→ **What you should do**
Restrict the output to the lines below starting at the one that contains "missing or broken" and ending at the one that contains "const PREFS_FILE_NAME: &str", and restate them word for word, both ends included.

→ **Data to use**
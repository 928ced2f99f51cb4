//! Persisted console preferences.
//!
//! The engine remembers exactly two scalars across sessions: the last
//! page address (to prefill the outbound-message form) and the
//! controller credential. Both are best effort: a missing or broken
//! store must never prevent normal operation.

use std::collections::HashMap;
use std::fs;
use std::path::PathBuf;
use std::sync::{Mutex, PoisonError};

use log::{info, warn};

/// Key of the remembered page address.
pub const ADDRESS_KEY: &str = "pager_addr";

/// Key of the persisted controller credential.
pub const CREDENTIAL_KEY: &str = "pager_auth";

const PREFS_FILE_NAME: &str = "console-prefs.json";
const PREFS_DIR_NAME: &str = "pagercon";

/// Caller-provided persistent key/value store.
///
/// All operations are best effort: implementations log failures
/// instead of surfacing them.
pub trait KeyValueStore: Send + Sync {
    fn get(&self, key: &str) -> Option<String>;
    fn set(&self, key: &str, value: &str);
    fn remove(&self, key: &str);
}

/// Remembered page address, defaulting to 0 when absent or unreadable.
pub fn remembered_address(store: &dyn KeyValueStore) -> u32 {
    store
        .get(ADDRESS_KEY)
        .and_then(|value| value.trim().parse().ok())
        .unwrap_or(0)
}

/// Ephemeral store for tests and embedders with their own persistence.
#[derive(Debug, Default)]
pub struct MemoryStore {
    entries: Mutex<HashMap<String, String>>,
}

impl MemoryStore {
    pub fn new() -> Self {
        Self::default()
    }
}

impl KeyValueStore for MemoryStore {
    fn get(&self, key: &str) -> Option<String> {
        let entries = self.entries.lock().unwrap_or_else(PoisonError::into_inner);
        entries.get(key).cloned()
    }

    fn set(&self, key: &str, value: &str) {
        let mut entries = self.entries.lock().unwrap_or_else(PoisonError::into_inner);
        entries.insert(key.to_owned(), value.to_owned());
    }

    fn remove(&self, key: &str) {
        let mut entries = self.entries.lock().unwrap_or_else(PoisonError::into_inner);
        entries.remove(key);
    }
}

/// File-backed store: one flat JSON object, written atomically
/// (temp file + rename).
#[derive(Debug)]
pub struct JsonFileStore {
    path: PathBuf,
    entries: Mutex<HashMap<String, String>>,
}

impl JsonFileStore {
    /// Open the store at the platform config directory
    /// (`<config_dir>/pagercon/console-prefs.json`).
    pub fn open_default() -> Self {
        let dir = dirs::config_dir()
            .unwrap_or_else(std::env::temp_dir)
            .join(PREFS_DIR_NAME);
        Self::open(dir.join(PREFS_FILE_NAME))
    }

    /// Open a store at an explicit path. A missing file starts empty;
    /// an unreadable one is logged and discarded.
    pub fn open(path: PathBuf) -> Self {
        let entries = match fs::read_to_string(&path) {
            Ok(data) => serde_json::from_str(&data).unwrap_or_else(|e| {
                warn!(
                    "Discarding unreadable preference file {}: {}",
                    path.display(),
                    e
                );
                HashMap::new()
            }),
            Err(_) => {
                info!(
                    "No preference file at {}, starting empty",
                    path.display()
                );
                HashMap::new()
            }
        };

        Self {
            path,
            entries: Mutex::new(entries),
        }
    }

    fn persist(&self, entries: &HashMap<String, String>) {
        let json = match serde_json::to_string_pretty(entries) {
            Ok(json) => json,
            Err(e) => {
                warn!("Failed to serialize preferences: {}", e);
                return;
            }
        };

        if let Some(parent) = self.path.parent() {
            if let Err(e) = fs::create_dir_all(parent) {
                warn!(
                    "Failed to create preference directory {}: {}",
                    parent.display(),
                    e
                );
                return;
            }
        }

        let temp_path = self.path.with_extension("json.tmp");
        if let Err(e) = fs::write(&temp_path, json) {
            warn!(
                "Failed to write preferences to {}: {}",
                temp_path.display(),
                e
            );
            return;
        }

        if let Err(e) = fs::rename(&temp_path, &self.path) {
            warn!(
                "Failed to move preferences into place at {}: {}",
                self.path.display(),
                e
            );
        }
    }
}

impl KeyValueStore for JsonFileStore {
    fn get(&self, key: &str) -> Option<String> {
        let entries = self.entries.lock().unwrap_or_else(PoisonError::into_inner);
        entries.get(key).cloned()
    }

    fn set(&self, key: &str, value: &str) {
        let mut entries = self.entries.lock().unwrap_or_else(PoisonError::into_inner);
        entries.insert(key.to_owned(), value.to_owned());
        self.persist(&entries);
    }

    fn remove(&self, key: &str) {
        let mut entries = self.entries.lock().unwrap_or_else(PoisonError::into_inner);
        entries.remove(key);
        self.persist(&entries);
    }
}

→ **Task result**
//! controller credential. Both are best effort: a missing or broken
//! store must never prevent normal operation.

use std::collections::HashMap;
use std::fs;
use std::path::PathBuf;
use std::sync::{Mutex, PoisonError};

use log::{info, warn};

/// Key of the remembered page address.
pub const ADDRESS_KEY: &str = "pager_addr";

/// Key of the persisted controller credential.
pub const CREDENTIAL_KEY: &str = "pager_auth";

const PREFS_FILE_NAME: &str = "console-prefs.json";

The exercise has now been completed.